Transfusion impacts circulating levels of glucose and glucose-oxidation products
Blood storage from day 5 to day 42 corresponds to ∼50% consumption of glucose in the hyperglycemic additive solution (111 mM57 ; ie, ∼22-fold higher than physiological levels) and the generation of lactate to ∼30 mM levels (>30-fold higher than physiological). Despite considerations related to dilution (herein we transfused a single split unit to an autologous healthy recipient), clear increases in both plasma glucose (especially in fresher units) and lactate (especially in day 42 units) were observed, as expected (supplemental Figure 3). Similarly, posttransfusion plasma levels of hexose phosphates and ribose phosphate were decreased by transfusion of both fresh and day 42 blood, whereas phosphogluconate and sedoheptulose phosphate (markers of the pentose phosphate pathway) were increased two- to sixfold posttransfusion independent of storage duration (supplemental Figure 3). Posttransfusion increases in the plasma levels of these metabolites could be explained by increased hemolysis. On the other hand, detection of low levels of these intracellular metabolites in plasma prior to transfusion may be explained by minimal hemolysis from preanalytical procedures, despite efforts to minimize this phenomenon.

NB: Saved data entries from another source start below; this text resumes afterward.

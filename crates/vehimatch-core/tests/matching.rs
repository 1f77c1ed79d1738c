use vehimatch_core::{Catalog, Matcher, MatcherConfig, MatchResult, Normalizer, VehicleRecord};

const TOYOTA_86: &str = "6434473696559104";
const AMAROK: &str = "4951649860714496";
const GOLF_R: &str = "5824662093168640";
const GOLF_GTI: &str = "4628393442148352";

fn fixture_catalog() -> Catalog {
    let vehicles = [
        (TOYOTA_86, "toyota", "86", "gt", "automatic", "petrol", "rear wheel drive", 10),
        (AMAROK, "volkswagen", "amarok", "tdi580 ultimate", "automatic", "diesel", "four wheel drive", 15),
        (GOLF_R, "volkswagen", "golf", "r", "automatic", "petrol", "four wheel drive", 18),
        (GOLF_GTI, "volkswagen", "golf", "gti", "automatic", "petrol", "four wheel drive", 16),
    ];

    let mut builder = Catalog::builder();
    for (id, make, model, badge, transmission, fuel, drive, listings) in vehicles {
        builder
            .insert(
                VehicleRecord::new(id)
                    .with_make(make)
                    .with_model(model)
                    .with_badge(badge)
                    .with_transmission_type(transmission)
                    .with_fuel_type(fuel)
                    .with_drive_type(drive),
            )
            .unwrap();
        builder.listing_count(id, listings).unwrap();
    }
    builder.build()
}

fn match_one(description: &str) -> MatchResult {
    let matcher = Matcher::new(MatcherConfig::default()).unwrap();
    matcher.match_one(&fixture_catalog(), description)
}

fn assert_match(result: &MatchResult, id: &str, confidence: u8) {
    assert_eq!(
        result.vehicle_id.as_ref().map(|v| v.as_str()),
        Some(id),
        "wrong vehicle for {:?}",
        result.input
    );
    assert_eq!(result.confidence, confidence, "wrong confidence for {:?}", result.input);
}

#[test]
fn make_only_match() {
    let result = match_one("toyota");
    assert_match(&result, TOYOTA_86, 3);
    assert_eq!(result.listing_count, Some(10));
}

#[test]
fn model_only_match() {
    assert_match(&match_one("86"), TOYOTA_86, 2);
}

#[test]
fn badge_only_match() {
    assert_match(&match_one("ultimate"), AMAROK, 2);
}

#[test]
fn full_badge_match_scores_same_as_partial() {
    assert_match(&match_one("tdi580 ultimate"), AMAROK, 2);
}

#[test]
fn shared_transmission_ties_to_most_listed() {
    // Every vehicle scores 1; Golf R has the most listings. round(1) - 1 = 0.
    let result = match_one("automatic");
    assert_match(&result, GOLF_R, 0);
    assert_eq!(result.listing_count, Some(18));
}

#[test]
fn fuel_type_match() {
    assert_match(&match_one("diesel"), AMAROK, 1);
}

#[test]
fn drive_type_match() {
    assert_match(&match_one("rear wheel drive"), TOYOTA_86, 1);
}

#[test]
fn drive_type_abbreviation_is_expanded_before_scoring() {
    assert_match(&match_one("RWD"), TOYOTA_86, 1);
}

#[test]
fn perfect_match() {
    assert_match(&match_one("toyota 86 gt automatic petrol rear wheel drive"), TOYOTA_86, 10);
}

#[test]
fn simple_match() {
    assert_match(&match_one("toyota 86"), TOYOTA_86, 5);
}

#[test]
fn make_and_model_tie_breaks_on_listings() {
    let result = match_one("volkswagen golf");
    assert_match(&result, GOLF_R, 4);
    assert_eq!(result.listing_count, Some(18));
}

#[test]
fn badge_breaks_the_golf_tie() {
    assert_match(&match_one("VW Golf GTI"), GOLF_GTI, 7);
}

#[test]
fn no_match() {
    let result = match_one("unknown make model");
    assert_eq!(result.vehicle_id, None);
    assert_eq!(result.confidence, 0);
    assert_eq!(result.listing_count, None);
}

#[test]
fn input_is_kept_verbatim() {
    let result = match_one("  VW@Golf#R!  ");
    assert_eq!(result.input, "  VW@Golf#R!  ");
    assert_match(&result, GOLF_R, 7);
}

#[test]
fn batch_preserves_order() {
    let matcher = Matcher::new(MatcherConfig::default()).unwrap();
    let catalog = fixture_catalog();
    let results = matcher.match_batch(&catalog, &["volkswagen golf r", "unknown vehicle"]);

    assert_eq!(results.len(), 2);
    assert_eq!(results[0].input, "volkswagen golf r");
    assert_match(&results[0], GOLF_R, 7);
    assert_eq!(results[1].input, "unknown vehicle");
    assert_eq!(results[1].vehicle_id, None);
}

#[test]
fn parallel_batch_matches_sequential() {
    let matcher = Matcher::new(MatcherConfig::default()).unwrap();
    let catalog = fixture_catalog();
    let descriptions: Vec<String> = [
        "toyota", "86", "ultimate", "automatic", "diesel", "rear wheel drive",
        "volkswagen golf", "vw golf gti", "nothing here", "",
    ]
    .iter()
    .cycle()
    .take(200)
    .map(|s| s.to_string())
    .collect();

    let sequential = matcher.match_batch(&catalog, &descriptions);
    let parallel = matcher.match_batch_parallel(&catalog, &descriptions);

    assert_eq!(parallel.len(), descriptions.len());
    assert_eq!(sequential, parallel);
    for (result, description) in parallel.iter().zip(&descriptions) {
        assert_eq!(&result.input, description);
    }
}

#[test]
fn abandoned_batch_keeps_earlier_results() {
    let matcher = Matcher::new(MatcherConfig::default()).unwrap();
    let catalog = fixture_catalog();
    let descriptions = ["toyota", "diesel", "volkswagen golf", "ultimate"];

    let partial: Vec<MatchResult> = matcher.match_iter(&catalog, descriptions).take(2).collect();

    assert_eq!(partial.len(), 2);
    assert_match(&partial[0], TOYOTA_86, 3);
    assert_match(&partial[1], AMAROK, 1);
}

#[test]
fn equal_popularity_tie_resolves_to_lowest_id() {
    let mut builder = Catalog::builder();
    for id in ["300", "100", "200"] {
        builder
            .insert(VehicleRecord::new(id).with_make("mazda").with_model("cx-5"))
            .unwrap();
        builder.listing_count(id, 4).unwrap();
    }
    let catalog = builder.build();
    let matcher = Matcher::new(MatcherConfig::default()).unwrap();

    for _ in 0..3 {
        let result = matcher.match_one(&catalog, "Mazda CX-5");
        assert_eq!(result.vehicle_id.as_ref().map(|v| v.as_str()), Some("100"));
        assert_eq!(result.confidence, 4);
    }
}

#[test]
fn vehicles_without_listings_count_as_zero() {
    let mut builder = Catalog::builder();
    builder
        .insert(VehicleRecord::new("a").with_make("subaru"))
        .unwrap()
        .insert(VehicleRecord::new("b").with_make("subaru"))
        .unwrap();
    builder.listing("b");
    let catalog = builder.build();
    let matcher = Matcher::new(MatcherConfig::default()).unwrap();

    let result = matcher.match_one(&catalog, "subaru");
    assert_eq!(result.vehicle_id.as_ref().map(|v| v.as_str()), Some("b"));
    assert_eq!(result.listing_count, Some(1));
    assert_eq!(result.confidence, 2);
}

#[test]
fn empty_catalog_matches_nothing() {
    let matcher = Matcher::new(MatcherConfig::default()).unwrap();
    let results = matcher.match_batch(&Catalog::default(), &["toyota 86"]);
    assert_eq!(results, vec![MatchResult::unmatched("toyota 86")]);
}

#[test]
fn confidence_stays_in_range_for_fixture_inputs() {
    let matcher = Matcher::new(MatcherConfig::default()).unwrap();
    let catalog = fixture_catalog();
    let normalizer = Normalizer::new().unwrap();
    let inputs = [
        "toyota 86 gt automatic petrol rear wheel drive toyota 86 gt",
        "volkswagen volkswagen golf golf r gti",
        "vw amarok tdi580 ultimate quto diesel 4x4",
        "automatic petrol",
    ];
    for input in inputs {
        let result = matcher.match_one(&catalog, input);
        assert!(result.confidence <= 10);
        assert!(result.is_match());
        assert_eq!(normalizer.normalize(&normalizer.normalize(input)), normalizer.normalize(input));
    }
}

Storage age impacts posttransfusion levels of oxidized purines
Storage additives like ADSOL are rich in purine substrates to fuel ATP synthesis, such as adenine (∼2 mM57 ; >2000-fold higher than physiological levels in plasma). During storage, adenine is rapidly consumed within the first 2 weeks, though adenine supplementation after storage day 10 does not provide significant metabolic advantage with respect to ATP levels31 in the absence of early/end-of-storage metabolic rejuvenation.26,58 Transfusion of day 5 RBCs (but not day 42) results in significant increases in plasma adenine (supplemental Figure 4). Similarly, guanine consumption during storage results in significant decreases in circulating guanine only upon transfusion of day 42 RBCs (supplemental Figure 4). Circulating adenine and guanine can be metabolized systemically, though it can also fuel hydrogen peroxide–generating reactions catalyzed by xanthine oxidase, a reaction that also produces xanthine, hypoxanthine, urate, and hydroxyisourate. Of note, in higher mammals, the enzymatic conversion of hydroxyisourate to allantoin/allantoate is hampered by the lack of a functional uricase enzyme, which makes hydroxyisourate a final metabolic product of this pathway. Of note, all metabolites in the purine oxidation pathway increase significantly upon transfusion, especially of day 42 blood (supplemental Figure 4).
Blood transfusion increases circulating levels of tricarboxylates and some dicarboxylates
Transfusion of either day 5 and 42 blood significantly increased circulating levels of citrate (up to threefold from baseline when recipients were transfused either day 5 or 42 blood), whereas no significant changes were observed in the posttransfusion levels of succinate and malate and α-ketoglutarate (supplemental Figure 5). No significant changes were observed in the levels of glutamine and glutamate, which participate in transamination reactions involving ketoglutarate (supplemental Figure 5). Of note, α-ketoglutarate levels in day 5 and 42 supernatants are significantly lower than baseline circulating levels of this metabolite, suggesting a likely dilution effect upon transfusion.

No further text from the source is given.